8º. Massena’s march, being unopposed, was successful. The allied army could not cope with him in the open country between Busaco and the sea, where his cavalry would have had a fair field; hence lord Wellington, reverting to his original plan, retreated by the Coimbra and Espinhal roads. But the prince of Esling was at Avelans de Cima and Milheada on the 30th, the allied cavalry and the light division being still on the right bank of the Mondego, which was fordable in many places below Coimbra. Had the French general, directing his march through Tentugal, crossed at those fords, and pushed rapidly on to Leiria, by the route sir Arthur Wellesley followed, in 1808, against Junot, the communication with Lisbon would have been cut: terror and confusion would then have raged in the capital, the patriarch’s faction would have triumphed, and a dangerous battle must have been risked before the Lines could be reached.
9º. When the allies had gained Leiria, and secured their line of retreat, the fate of Portugal was still in the French general’s hands. If he had established a fresh base at Coimbra, employed the ninth corps to seize Oporto, secured his line of communication with that city and with Almeida by fortified posts, and afterwards, extending his position by the left, attacked Abrantes, and given his hand to a corps sent by Soult from the south; not only would the campaign have been so far a successful one, but in no other manner could he have so effectually frustrated his adversary’s political and military projects. Lord Wellington dreaded such a proceeding, and hailed the renewed advance of the French army, as the rising of a heavy cloud discovering a clear sky in the horizon beneath.

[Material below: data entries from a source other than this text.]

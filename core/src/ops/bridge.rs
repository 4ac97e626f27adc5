use atomic_counter::{AtomicCounter, RelaxedCounter};
use std::collections::HashMap;
use std::fmt::{Display, Formatter};
use std::sync::atomic::{AtomicBool, Ordering};
use std::sync::{Arc, Condvar, Mutex, MutexGuard, PoisonError};
use std::time::{Duration, Instant};

use crate::core::repo::Credentials;
use crate::ops::bus::{BusEvent, BusSender};
use crate::utils::error::PdlError;

pub type RequestId = u64;

/// How long a worker waits for a human before giving up.
pub const DEFAULT_REQUEST_TIMEOUT: Duration = Duration::from_secs(300);

/// Interval at which a waiting worker re-checks for shutdown.
const POLL_INTERVAL: Duration = Duration::from_millis(100);

/// Answer to a credential prompt.
#[derive(Debug, Clone, Default, PartialEq, Eq)]
pub struct CredentialReply {
    pub credentials: Credentials,
    pub cancelled: bool,
}

impl CredentialReply {
    pub fn provided(username: impl Into<String>, password: impl Into<String>) -> Self {
        Self {
            credentials: Credentials::new(username, password),
            cancelled: false,
        }
    }

    pub fn cancelled() -> Self {
        Self {
            credentials: Credentials::default(),
            cancelled: true,
        }
    }
}

/// Answer to a dirty working tree blocking a branch switch.
#[derive(Debug, Clone, Copy, PartialEq, Eq, Hash)]
pub enum ConflictDecision {
    /// discard local changes, then switch
    Force,
    /// keep changes, stay on the current branch
    Cancel,
    /// prompt closed without a decision, same effect as `Cancel`
    Abort,
}

impl Display for ConflictDecision {
    fn fmt(&self, f: &mut Formatter<'_>) -> std::fmt::Result {
        let text = match self {
            ConflictDecision::Force => "force",
            ConflictDecision::Cancel => "cancel",
            ConflictDecision::Abort => "abort",
        };
        f.write_str(text)
    }
}

#[derive(Debug, Clone, PartialEq, Eq)]
pub enum RequestKind {
    Credentials {
        project: String,
        url: String,
    },
    Conflict {
        project: String,
        current: String,
        requested: String,
    },
}

#[derive(Debug, Clone, PartialEq, Eq)]
pub enum Reply {
    Credentials(CredentialReply),
    Conflict(ConflictDecision),
}

/// Write-once rendezvous slot.
#[derive(Default)]
struct Slot {
    value: Mutex<Option<Reply>>,
    ready: Condvar,
    done: AtomicBool,
}

fn lock<T>(mutex: &Mutex<T>) -> MutexGuard<'_, T> {
    mutex.lock().unwrap_or_else(PoisonError::into_inner)
}

/// Lets a worker thread block until the coordinator collects a human decision.
///
/// A worker calls [`CredentialBridge::request`], which publishes the request on
/// the bus and waits. The coordinator answers through
/// [`CredentialBridge::fulfil`]. Waiting ends on fulfilment, timeout or
/// [`CredentialBridge::shutdown`].
pub struct CredentialBridge {
    bus: BusSender,
    next_id: RelaxedCounter,
    pending: Mutex<HashMap<RequestId, Arc<Slot>>>,
    closed: AtomicBool,
}

impl CredentialBridge {
    pub fn new(bus: BusSender) -> Self {
        Self {
            bus,
            next_id: RelaxedCounter::new(1),
            pending: Mutex::new(HashMap::new()),
            closed: AtomicBool::new(false),
        }
    }

    pub fn request(&self, kind: RequestKind, timeout: Duration) -> Result<Reply, PdlError> {
        let id = self.next_id.inc() as RequestId;
        let slot = Arc::new(Slot::default());
        lock(&self.pending).insert(id, slot.clone());

        if self.closed.load(Ordering::SeqCst) {
            lock(&self.pending).remove(&id);
            return Err(PdlError::BridgeShutdown(id));
        }

        let event = match kind {
            RequestKind::Credentials { project, url } => {
                BusEvent::CredentialRequest { id, project, url }
            }
            RequestKind::Conflict {
                project,
                current,
                requested,
            } => BusEvent::BranchConflict {
                id,
                project,
                current,
                requested,
            },
        };
        self.bus.publish(event);

        let result = self.wait(id, &slot, timeout);
        lock(&self.pending).remove(&id);
        result
    }

    fn wait(&self, id: RequestId, slot: &Slot, timeout: Duration) -> Result<Reply, PdlError> {
        let deadline = Instant::now() + timeout;
        let mut value = lock(&slot.value);
        loop {
            if let Some(reply) = value.take() {
                return Ok(reply);
            }
            if self.closed.load(Ordering::SeqCst) {
                return Err(PdlError::BridgeShutdown(id));
            }
            let now = Instant::now();
            if now >= deadline {
                return Err(PdlError::RequestTimedOut(id));
            }
            let wait = POLL_INTERVAL.min(deadline - now);
            value = slot
                .ready
                .wait_timeout(value, wait)
                .unwrap_or_else(PoisonError::into_inner)
                .0;
        }
    }

    /// Ask for credentials. Timeout and shutdown count as cancellation.
    pub fn request_credentials(
        &self,
        project: &str,
        url: &str,
        timeout: Duration,
    ) -> CredentialReply {
        let kind = RequestKind::Credentials {
            project: project.to_string(),
            url: url.to_string(),
        };
        match self.request(kind, timeout) {
            Ok(Reply::Credentials(reply)) => reply,
            Ok(other) => {
                log::warn!("{}: unexpected reply {:?} to credential request", project, other);
                CredentialReply::cancelled()
            }
            Err(e) => {
                log::warn!("{}: {}", project, e);
                CredentialReply::cancelled()
            }
        }
    }

    /// Ask what to do with local changes. Timeout and shutdown count as abort.
    pub fn request_conflict_decision(
        &self,
        project: &str,
        current: &str,
        requested: &str,
        timeout: Duration,
    ) -> ConflictDecision {
        let kind = RequestKind::Conflict {
            project: project.to_string(),
            current: current.to_string(),
            requested: requested.to_string(),
        };
        match self.request(kind, timeout) {
            Ok(Reply::Conflict(decision)) => decision,
            Ok(other) => {
                log::warn!("{}: unexpected reply {:?} to conflict request", project, other);
                ConflictDecision::Abort
            }
            Err(e) => {
                log::warn!("{}: {}", project, e);
                ConflictDecision::Abort
            }
        }
    }

    /// Deliver the answer for `id`. False if the request is unknown, expired
    /// or already answered.
    pub fn fulfil(&self, id: RequestId, reply: Reply) -> bool {
        let Some(slot) = lock(&self.pending).get(&id).cloned() else {
            return false;
        };
        if slot.done.swap(true, Ordering::SeqCst) {
            return false;
        }
        *lock(&slot.value) = Some(reply);
        slot.ready.notify_all();
        true
    }

    pub fn pending_count(&self) -> usize {
        lock(&self.pending).len()
    }

    /// Wake every waiting worker with a cancellation and refuse new requests.
    pub fn shutdown(&self) {
        self.closed.store(true, Ordering::SeqCst);
        for slot in lock(&self.pending).values() {
            let _guard = lock(&slot.value);
            slot.ready.notify_all();
        }
    }
}
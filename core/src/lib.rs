pub mod core;
pub mod ops;
pub mod utils;

pub use ansi_term::{Colour, Style};
mod cli;
mod commands;
mod utils;

use clap::Parser;

use crate::cli::{Cli, Commands};
use crate::commands::Workspace;
use pdl::utils::error::PdlResult;

pub(crate) trait CliCommand {
    fn exec(self, workspace: &Workspace) -> PdlResult;
}

fn main() {
    let cli = Cli::parse();

    if let Err(e) = utils::logger::init_log() {
        eprintln!("log disabled: {:#}", e);
    }

    let workspace = Workspace::new(cli.catalog, cli.config);
    let result = match cli.command {
        Commands::List(command) => command.exec(&workspace),
        Commands::Sync(command) => command.exec(&workspace),
        Commands::Branches(command) => command.exec(&workspace),
        Commands::Switch(command) => command.exec(&workspace),
        Commands::Remove(command) => command.exec(&workspace),
    };

    if let Err(e) = result {
        log::error!("{:#}", e);
        eprintln!("{}", e);
        std::process::exit(1);
    }
}
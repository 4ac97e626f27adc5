use std::path::Path;

mod common;
use common::*;

fn stdout_of(root: &Path, args: &[&str]) -> String {
    let output = pdl(root, args).output().unwrap();
    assert!(output.status.success(), "{}", String::from_utf8_lossy(&output.stderr));
    String::from_utf8(output.stdout).unwrap()
}

/// Test content:
///     1. list shows every catalog project with its remote
///     2. sync clones one project and list marks it local
///
/// Test tree:
///   cli_list_and_sync
///     ├─remotes
///     │  ├─alpha.git
///     │  └─beta.git
///     └─workspace
///        └─alpha
#[test]
fn cli_list_and_sync() {
    let root = create_test_dir("cli_list_and_sync");
    let alpha = create_remote(&root, "alpha", &[]);
    let beta = create_remote(&root, "beta", &[]);
    create_workspace(&root, &[("alpha", &alpha), ("beta", &beta)]);

    let listed = stdout_of(&root, &["list"]);
    assert!(listed.contains("alpha"));
    assert!(listed.contains("beta"));
    assert!(!listed.contains("[local]"));
    assert!(listed.contains("settings.toml"));

    stdout_of(&root, &["sync", "alpha"]);
    assert!(root.join("workspace/alpha/.git").is_dir());
    assert!(!root.join("workspace/beta").exists());

    let listed = stdout_of(&root, &["list", "--local"]);
    assert!(listed.contains("alpha"));
    assert!(!listed.contains("beta"));
}

/// Test content:
///     1. sync --branch checks out the branch
///     2. switch moves the checkout back to main
///     3. remove --yes deletes the checkout
///
/// Test tree:
///   cli_switch_and_remove
///     ├─remotes
///     │  └─alpha.git (main, feature)
///     └─workspace
///        └─alpha
#[test]
fn cli_switch_and_remove() {
    let root = create_test_dir("cli_switch_and_remove");
    let alpha = create_remote(&root, "alpha", &["feature"]);
    create_workspace(&root, &[("alpha", &alpha)]);
    let checkout = root.join("workspace").join("alpha");

    stdout_of(&root, &["sync", "alpha", "--branch", "feature"]);
    let branch = exec_cmd(&checkout, "git", &["branch", "--show-current"]).unwrap();
    assert_eq!(branch.trim(), "feature");

    stdout_of(&root, &["switch", "alpha", "main"]);
    let branch = exec_cmd(&checkout, "git", &["branch", "--show-current"]).unwrap();
    assert_eq!(branch.trim(), "main");

    stdout_of(&root, &["remove", "alpha", "--yes"]);
    assert!(!checkout.exists());
}

/// Test content:
///     1. an unknown project name fails with a non-zero exit code
///     2. a missing branch fails the sync
///     3. a provider no project offers is rejected
#[test]
fn cli_failures() {
    let root = create_test_dir("cli_failures");
    let alpha = create_remote(&root, "alpha", &[]);
    create_workspace(&root, &[("alpha", &alpha)]);

    let output = pdl(&root, &["sync", "gamma"]).output().unwrap();
    assert!(!output.status.success());

    let output = pdl(&root, &["sync", "alpha", "--branch", "no-such-branch"])
        .output()
        .unwrap();
    assert!(!output.status.success());

    let output = pdl(&root, &["sync", "--source", "nowhere", "alpha"]).output().unwrap();
    assert!(!output.status.success());
}

/// Test content:
///     1. --source and --path are saved to the settings file
#[test]
fn cli_sync_saves_settings() {
    let root = create_test_dir("cli_sync_saves_settings");
    let alpha = create_remote(&root, "alpha", &[]);
    create_workspace(&root, &[("alpha", &alpha)]);
    let elsewhere = root.join("elsewhere");

    stdout_of(
        &root,
        &["sync", "--source", "local", "--path", elsewhere.to_str().unwrap(), "alpha"],
    );
    assert!(elsewhere.join("alpha").join(".git").is_dir());

    let settings = std::fs::read_to_string(root.join("settings.toml")).unwrap();
    assert!(settings.contains("elsewhere"));
}
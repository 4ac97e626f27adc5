use anyhow::Context;
use console::strip_ansi_codes;
use std::io::{BufRead, BufReader};
use std::path::Path;
use std::process::{Command, Stdio};

fn new_command(path: impl AsRef<Path>, cmd: &str, args: &[&str]) -> Command {
    let mut command = Command::new(cmd);
    command
        .current_dir(path)
        .args(args)
        .env("GIT_TERMINAL_PROMPT", "0");

    #[cfg(target_os = "windows")]
    {
        use std::os::windows::process::CommandExt;
        const CREATE_NO_WINDOW: u32 = 0x08000000;
        command.creation_flags(CREATE_NO_WINDOW);
    }
    command
}

pub fn exec_cmd(path: impl AsRef<Path>, cmd: &str, args: &[&str]) -> Result<String, anyhow::Error> {
    let output = new_command(path, cmd, args)
        .stdin(Stdio::null())
        .stdout(Stdio::piped())
        .stderr(Stdio::piped())
        .output()
        .with_context(|| format!("Error starting command: {} {}", cmd, args.join(" ")))?;

    let stdout = String::from_utf8_lossy(&output.stdout).into_owned();
    let stderr = String::from_utf8_lossy(&output.stderr).into_owned();

    match output.status.success() {
        true => Ok(stdout),
        false => Err(anyhow::anyhow!(stderr.trim().to_string())),
    }
}

/// Run a command, feeding each stderr line (split on `\r` and `\n`) to `on_line`.
///
/// `display` replaces the argument list in error messages, so callers can keep
/// secrets embedded in arguments out of logs.
pub fn exec_cmd_with_progress(
    path: impl AsRef<Path>,
    cmd: &str,
    args: &[&str],
    display: &str,
    on_line: &mut dyn FnMut(&str),
) -> anyhow::Result<()> {
    let mut spawned = new_command(path, cmd, args)
        .stdin(Stdio::null())
        .stdout(Stdio::null())
        .stderr(Stdio::piped())
        .spawn()
        .with_context(|| format!("Error starting command: {}", display))?;

    // get message from stderr with "--progress" option
    let mut last_line = String::new();
    if let Some(stderr) = spawned.stderr.take() {
        for chunk in BufReader::new(stderr).split(b'\r') {
            let chunk = chunk.context("Error reading command output")?;
            let text = String::from_utf8_lossy(&chunk);
            for line in strip_ansi_codes(&text).lines() {
                let line = line.trim();
                if line.is_empty() {
                    continue;
                }
                on_line(line);
                last_line = line.to_string();
            }
        }
    }

    let exit_code = spawned
        .wait()
        .context("Error waiting for process to finish")?;

    if !exit_code.success() {
        let code = exit_code
            .code()
            .map_or_else(|| "signal".to_string(), |c| c.to_string());
        anyhow::bail!("{} exited with code {}: {}. With command: {}", cmd, code, last_line, display);
    }
    Ok(())
}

Appendix, [No. VII.] Sect. 2.
Even at Coimbra, the prince was unacquainted with the existence of the lines, and believed that, beyond Santarem, the country was open for the usage of all arms. It is strange that, when Junot, Loison, Foy, and many other officers, who had served in Portugal, were present, better information was not obtained; but every part of this campaign illustrated Massena’s character, as drawn by Napoleon:—“Brave, decided, and intrepid; dull in conversation, but in danger acquiring clearness and force of thought; ambitious, filled with self-love, neglectful of discipline, regardless of good administration, and, consequently, disliked by the troops; his dispositions for battle were bad, but his temper was pertinacious to the last degree, and he was never discouraged!”
10º. It appears that the French reached Coimbra at the moment when the fourteen days’ bread, carried by the soldiers, was exhausted, and it is worthy of consideration that French soldiers are accustomed to carry so much bread. Other nations, especially the English, would not husband it; yet it was a practice of the ancient Romans, and it ought to be the practice of all armies. It requires a long previous discipline and well-confirmed military habits; but, without it, men are only half efficient, especially for offensive warfare. The secret of making perfect soldiers is only to be found in national customs and institutions; men should come to the ranks fitted, by previous habits, for military service, instead of being stretched as it were upon the bed of Procrustes, by a discipline which has no resource but fear.